Hal itu terungkap pada Seminar Penelusuran Kerabat Raja Bugis, Sulsel dengan raja-raja Johor-Riau-Selangor, Malaysia di Makassar, Rabu.
"Berdasarkan hasil penelusuran salasilah keturunan dan tinjauan arkeologi diketahui, 14 provinsi di Malaysia, sembilan diantaranya diperintah oleh raja yang bergelar datuk (dato`) atau sultan, sedang empat provinsi lainnya diperintah gabenor yang bukan raja," kata Prof Emeritus Dato` Dr Moh Yusoff bin Haji Hasyim, President Kolej Teknologi Islam Antarabangsa Melaka.
Menurut beliau, dari segi salasilah, sembilan raja yang memiliki hak autoriti dalam mengatur pemerintahannya itu, berasal dari komuniti Melayu-Bugis, Melayu-Johor dan Melayu-Minangkabau.
Sebagai contoh, pemangku Kerajaan Selangor pada ketika ini adalah keturunan dari Kerajaan Luwu, Sulsel.
Merujuk Lontar versi Luwu` di museum Batara Guru di Palopo dan kitab Negarakerjagama, menyebutkan tradisi `raja-raja Luwu` ada sejak abad ke-9 masihi dan seluruh masa pemerintahan kerajaan Luwu terdapat 38 raja.
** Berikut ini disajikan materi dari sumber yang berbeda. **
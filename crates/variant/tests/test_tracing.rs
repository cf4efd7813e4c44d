//! Diagnostic events emitted by alternative switches
#![cfg(feature = "diagnostics")]

use std::fmt;
use std::panic::{AssertUnwindSafe, catch_unwind};
use std::sync::{Arc, Mutex};

use tagged_variant::Variant;
use tracing::field::{Field, Visit};
use tracing::{Event, Subscriber};
use tracing_subscriber::layer::{Context, Layer, SubscriberExt};

/// Collects `LEVEL message` lines for every event.
#[derive(Clone, Default)]
struct Capture(Arc<Mutex<Vec<String>>>);

struct Message(String);

impl Visit for Message {
    fn record_debug(&mut self, field: &Field, value: &dyn fmt::Debug) {
        if field.name() == "message" {
            self.0 = format!("{value:?}");
        }
    }
}

impl<S: Subscriber> Layer<S> for Capture {
    fn on_event(&self, event: &Event<'_>, _ctx: Context<'_, S>) {
        let mut message = Message(String::new());
        event.record(&mut message);
        let line = format!("{} {}", event.metadata().level(), message.0);
        self.0.lock().unwrap().push(line);
    }
}

#[test]
fn test_switches_and_valueless_transition_are_reported() {
    let capture = Capture::default();
    let subscriber = tracing_subscriber::registry().with(capture.clone());

    tracing::subscriber::with_default(subscriber, || {
        let mut v = Variant::<(i64, String)>::new(1i64);
        v.assign(2i64);
        v.assign("text");
        let _ = catch_unwind(AssertUnwindSafe(|| {
            v.emplace_with::<0, _>(|| panic!("constructor failed"));
        }));
        assert!(v.is_valueless());
    });

    let lines = capture.0.lock().unwrap().clone();
    assert_eq!(
        lines,
        vec![
            "TRACE assign: alternative 0 -> 1".to_string(),
            "TRACE emplace: alternative 1 -> 0".to_string(),
            "DEBUG constructor panicked while switching to alternative 0; variant is valueless"
                .to_string(),
        ]
    );
}
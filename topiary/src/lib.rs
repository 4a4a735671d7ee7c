//! # topiary - Hierarchical Topic Dispatcher
//!
//! `topiary` is an in-process publish/subscribe hub. Subscribers register
//! handlers on colon-delimited topic paths such as `"orders:created"`.
//! Publishing to a path invokes every handler registered on that path *or
//! any ancestor of it*, root first.
//!
//! ## Quick Start
//!
//! ```rust
//! use topiary::{Context, Hub};
//!
//! let hub = Hub::new();
//!
//! // Receives "orders" and everything below it.
//! hub.subscribe_fn("orders", |d| {
//!     println!("{} (rest: {:?})", d.full_path(), d.path_parts());
//! });
//!
//! // An explicit `false` marks the publish as failed.
//! hub.subscribe_fn("orders:created", |d| d.get("order_id").is_some());
//!
//! assert!(hub.publish("orders:created", Context::new().with("order_id", 7)));
//! assert!(!hub.publish("orders:created", Context::new()));
//! ```
//!
//! ## Delivered context
//!
//! Each handler sees the publisher's fields plus two reserved entries:
//!
//! - `path_parts`: the segments below the handler's subscription path,
//! - `full_path`: the published path exactly as given.
//!
//! A publisher may name segments with `path_keys`; see
//! [`Context::with_path_keys`].
//!
//! ## Default hub
//!
//! [`default_hub`], [`subscribe`], [`publish`] and friends operate on a
//! lazily created process-wide hub. [`set_default_hub`] replaces it and
//! [`on_load`] observes replacements.

#![deny(clippy::wildcard_imports)]
#![warn(missing_docs)]

pub use topiary_core::{
    // Errors
    BoxError,
    // Context
    Context,
    ContextError,
    DELIMITER,
    Delivery,
    FULL_PATH,
    // Handler
    Filter,
    Handler,
    // Outcome
    IntoOutcome,
    Outcome,
    PATH_KEYS,
    PATH_PARTS,
    SharedHandler,
    SubscribeError,
    TopiaryError,
    // Paths
    TopicPath,
    handler_fn,
    split_segments,
};

pub use topiary_std::{
    Hub, HubBuilder, HubConfig, HubRegistry, LoadHook, Route, Subscription, SubscriptionId,
    TopicNode,
};

pub use topiary_std::registry::{
    default_hub, on_load, publish, set_default_hub, subscribe, subscribe_fn, unsubscribe,
};

pub use serde_json;

/// Default hub registry.
pub mod registry {
    pub use topiary_std::registry::{
        HubRegistry, LoadHook, default_hub, global, on_load, publish, set_default_hub, subscribe,
        subscribe_fn, unsubscribe,
    };
}

/// Standard handler implementations.
pub mod handlers {
    #![allow(clippy::wildcard_imports)]
    pub use topiary_std::handlers::*;
}

/// Testing utilities.
pub mod testing {
    #![allow(clippy::wildcard_imports)]
    pub use topiary_std::testing::*;
}

/// Link-time handler registration.
#[cfg(feature = "inventory")]
pub mod registration {
    pub use topiary_std::registration::{
        TopicRegistration, registration_count, registrations, subscribe_registered,
    };
}

/// Prelude module - common imports for Topiary.
///
/// # Usage
///
/// ```rust
/// use topiary::prelude::*;
///
/// let hub = Hub::new();
/// hub.subscribe("a", handler_fn(|_| Outcome::Success));
/// ```
pub mod prelude {
    pub use crate::{
        Context, Delivery, Handler, Hub, IntoOutcome, Outcome, Subscription, handler_fn,
    };
}

#[cfg(feature = "macros")]
pub use topiary_macros::topic;

#[cfg(feature = "inventory")]
pub use inventory;
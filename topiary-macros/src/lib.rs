//! Procedural macros for Topiary.

use proc_macro::TokenStream;

mod topic;

/// Declare a function as the handler for a topic path.
///
/// The function is turned into a unit struct implementing `Handler` and
/// registered with `inventory`. Hubs built with
/// `Hub::builder().collect_registered()` subscribe it automatically.
///
/// The function takes one `&Delivery<'_>` and may return anything that
/// implements `IntoOutcome`.
///
/// # Usage
///
/// ```rust,ignore
/// #[topiary::topic("orders:created")]
/// fn audit(delivery: &Delivery<'_>) {
///     println!("{}", delivery.full_path());
/// }
///
/// // With a name for log events
/// #[topiary::topic("orders", name = "order-guard")]
/// fn guard(delivery: &Delivery<'_>) -> bool {
///     delivery.get("order_id").is_some()
/// }
/// ```
#[proc_macro_attribute]
pub fn topic(attr: TokenStream, item: TokenStream) -> TokenStream {
    topic::topic_impl(attr, item)
}
//! # Handlers
//!
//! A handler is anything that can be invoked with one [`Delivery`]. Both
//! closures and structs qualify:
//!
//! 1. **Closure**: `|delivery: &Delivery<'_>| { ... }` returning any [`IntoOutcome`]
//! 2. **Struct implementation**: `impl Handler for MyHandler`
//!
//! Whether something is callable is checked by the compiler when it is
//! subscribed, never at call time.

use crate::{
    context::Delivery,
    outcome::{IntoOutcome, Outcome},
};
use std::sync::Arc;

/// A type-erased, shareable handler.
pub type SharedHandler = Arc<dyn Handler>;

/// A subscriber callback.
///
/// Handlers run synchronously on the publishing thread and must not block
/// for long. The returned [`Outcome`] only affects the boolean `publish`
/// reports; it never stops other handlers from running.
#[diagnostic::on_unimplemented(
    message = "`{Self}` is not a topic handler",
    label = "missing `Handler` implementation",
    note = "Implement `Handler` or pass a closure taking `&Delivery<'_>`."
)]
pub trait Handler: Send + Sync + 'static {
    /// Handle one delivery.
    fn call(&self, delivery: &Delivery<'_>) -> Outcome;

    /// Only run this handler for deliveries accepted by `predicate`.
    ///
    /// Rejected deliveries count as success.
    fn filter<P>(self, predicate: P) -> Filter<Self, P>
    where
        Self: Sized,
        P: Fn(&Delivery<'_>) -> bool + Send + Sync + 'static,
    {
        Filter {
            handler: self,
            predicate,
        }
    }

    /// Erase the concrete type.
    fn into_shared(self) -> SharedHandler
    where
        Self: Sized,
    {
        Arc::new(self)
    }
}

// Blanket impl for closures
impl<F, R> Handler for F
where
    F: Fn(&Delivery<'_>) -> R + Send + Sync + 'static,
    R: IntoOutcome,
{
    fn call(&self, delivery: &Delivery<'_>) -> Outcome {
        (self)(delivery).into_outcome()
    }
}

/// Pin a closure's signature so it is accepted as a [`Handler`].
///
/// Closures passed straight to a generic `H: Handler` parameter cannot have
/// their argument type inferred; wrapping them here fixes it.
///
/// ```rust
/// use topiary_core::{handler_fn, Handler};
///
/// let handler = handler_fn(|d| d.path_parts().is_empty());
/// let shared = handler.into_shared();
/// # let _ = shared;
/// ```
pub fn handler_fn<F, R>(f: F) -> F
where
    F: Fn(&Delivery<'_>) -> R + Send + Sync + 'static,
    R: IntoOutcome,
{
    f
}

/// Handler wrapper returned by [`Handler::filter`].
pub struct Filter<H, P> {
    handler: H,
    predicate: P,
}

impl<H, P> Handler for Filter<H, P>
where
    H: Handler,
    P: Fn(&Delivery<'_>) -> bool + Send + Sync + 'static,
{
    fn call(&self, delivery: &Delivery<'_>) -> Outcome {
        if (self.predicate)(delivery) {
            self.handler.call(delivery)
        } else {
            Outcome::Success
        }
    }
}
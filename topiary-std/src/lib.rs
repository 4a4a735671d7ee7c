//! # topiary-std
//!
//! The Topiary dispatcher and its standard companions.
//!
//! This crate provides:
//! - **Topic trie**: [`TopicNode`], [`Route`]
//! - **Dispatcher**: [`Hub`], [`HubBuilder`], [`HubConfig`]
//! - **Subscriptions**: [`Subscription`], [`SubscriptionId`]
//! - **Default hub**: [`HubRegistry`] and the process-wide functions in [`registry`]
//! - **Standard handlers**: [`handlers::LoggingHandler`]
//! - **Test helpers**: [`testing`]
//! - **Link-time registration** (`inventory` feature): [`registration`]

#![deny(clippy::wildcard_imports)]
#![warn(missing_docs)]

// Re-export core types
pub use topiary_core;

// Modules
pub mod config;
pub mod handlers;
pub mod hub;
pub mod node;
#[cfg(feature = "inventory")]
pub mod registration;
pub mod registry;
pub mod subscription;
pub mod testing;

pub use config::{HubBuilder, HubConfig};
pub use hub::Hub;
pub use node::{Route, TopicNode};
pub use registry::{HubRegistry, LoadHook};
pub use subscription::{Subscription, SubscriptionId};

#[cfg(feature = "inventory")]
pub use inventory;
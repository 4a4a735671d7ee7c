//! Topic paths.
//!
//! A topic path is a string of segments joined by [`DELIMITER`], for example
//! `"order:created"`. Paths form a hierarchy: `"order"` is an ancestor of
//! `"order:created"`, which is an ancestor of `"order:created:eu"`.

use std::{convert::Infallible, fmt, str::FromStr};

/// The fixed segment delimiter.
///
/// Segment contents must not contain it.
pub const DELIMITER: char = ':';

/// Split a raw path into its segments.
///
/// One leading empty segment (a path starting with the delimiter) and all
/// trailing empty segments are discarded. Interior empty segments are kept,
/// so segment positions always line up with the raw path. The empty string
/// has no segments and denotes the root.
///
/// ```rust
/// use topiary_core::split_segments;
///
/// assert_eq!(split_segments("a:b"), vec!["a", "b"]);
/// assert_eq!(split_segments(":a:b:"), vec!["a", "b"]);
/// assert_eq!(split_segments("a::b"), vec!["a", "", "b"]);
/// assert!(split_segments("").is_empty());
/// ```
pub fn split_segments(path: &str) -> Vec<String> {
    let path = path.strip_prefix(DELIMITER).unwrap_or(path);
    let mut segments: Vec<String> = path.split(DELIMITER).map(str::to_owned).collect();
    while segments.last().is_some_and(String::is_empty) {
        segments.pop();
    }
    segments
}

/// A parsed topic path.
///
/// Keeps the verbatim string next to its segments, which are derived once at
/// construction.
#[derive(Debug, Clone, PartialEq, Eq, Hash, Default)]
pub struct TopicPath {
    raw: String,
    segments: Vec<String>,
}

impl TopicPath {
    /// Parse a path.
    pub fn parse(path: impl Into<String>) -> Self {
        let raw = path.into();
        let segments = split_segments(&raw);
        Self { raw, segments }
    }

    /// The root path (no segments).
    pub fn root() -> Self {
        Self::default()
    }

    /// The path exactly as it was given.
    pub fn as_str(&self) -> &str {
        &self.raw
    }

    /// The path segments.
    pub fn segments(&self) -> &[String] {
        &self.segments
    }

    /// Number of segments.
    pub fn depth(&self) -> usize {
        self.segments.len()
    }

    /// Whether this is the root path.
    pub fn is_root(&self) -> bool {
        self.segments.is_empty()
    }

    /// Whether `self` is an ancestor of, or equal to, `other` (segment-wise).
    pub fn is_prefix_of(&self, other: &TopicPath) -> bool {
        other.segments.starts_with(&self.segments)
    }
}

impl fmt::Display for TopicPath {
    fn fmt(&self, f: &mut fmt::Formatter<'_>) -> fmt::Result {
        f.write_str(&self.raw)
    }
}

impl FromStr for TopicPath {
    type Err = Infallible;

    fn from_str(s: &str) -> Result<Self, Self::Err> {
        Ok(Self::parse(s))
    }
}

impl From<&str> for TopicPath {
    fn from(value: &str) -> Self {
        Self::parse(value)
    }
}

impl From<String> for TopicPath {
    fn from(value: String) -> Self {
        Self::parse(value)
    }
}

impl AsRef<str> for TopicPath {
    fn as_ref(&self) -> &str {
        &self.raw
    }
}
Raja yang ke-26 dan ke-28 adalah Wetenrileleang berputrakan La Maddusila Karaeng Tanete, yang kemudian berputrikan Opu Wetenriborong Daeng Rilekke` yang kemudian bersuamikan Opu Daeng Kemboja.
"Dari hasil perkawinannya itu lahir lima orang putra, masing-masing Opu Daeng Parani, Opu Daeng Marewah, Opu Daeng Cella`, Opu Daeng Manambong dan Opu Daeng Kamase," paparnya sembari menambahkan, putra-putra inilah yang kemudian merantau ke Selangor dan menjadi cikal bakal keturunan raja-raja di Malaysia hingga saat ini.
Lebih jauh dijelaskan, dengan penelusuran sejarah dan salasilah keluarga itu, diharapkan dapat lebih mendekatakan hubungan antara kedua rumpun Melayu yakni Melayu Selangor dan Bugis.
Menurut Moh Jusoff, dari segi kedekatan emosional, salasilah dan generasi komuniti di Malaysia dan Indonesia tidak dapat dipisahkan. Mungkin saja belum boleh memasuki ke persoalan politik kerana arah politik Malaysia berbeza dengan politik Indonesia termasuk mengenai tata pemerintahan dan kemasyarakatannya.
Sementara itu, Andi Ima Kesuma,M.Hum, pakar kebudayaan dari Universitas Hasanuddin (Unhas) yang juga Kepala Museum Kota Makassar mengatakan, kekerabatan keturunan raja-raja di Malaysia dan raja-raja Bugis di Sulsel tertuang dalam Sure` Lagaligo maupun dalam literatur klasik lainnya.
"Hanya saja, gelaran yang dipakai di tanah Bugis tidak lagi digunakan di lokasi perantauan (Malaysia) karena sudah berasimilasi dengan situasi dan keadaan di lokasi yang baru," katanya.
Gelar Opu dan Karaeng yang lazim digunakan bagi keturunan raja raja Luwu dan Makassar tidak lagi dipakai di Malaysia melainkan sudah bergelar tengku, sultan atau dato.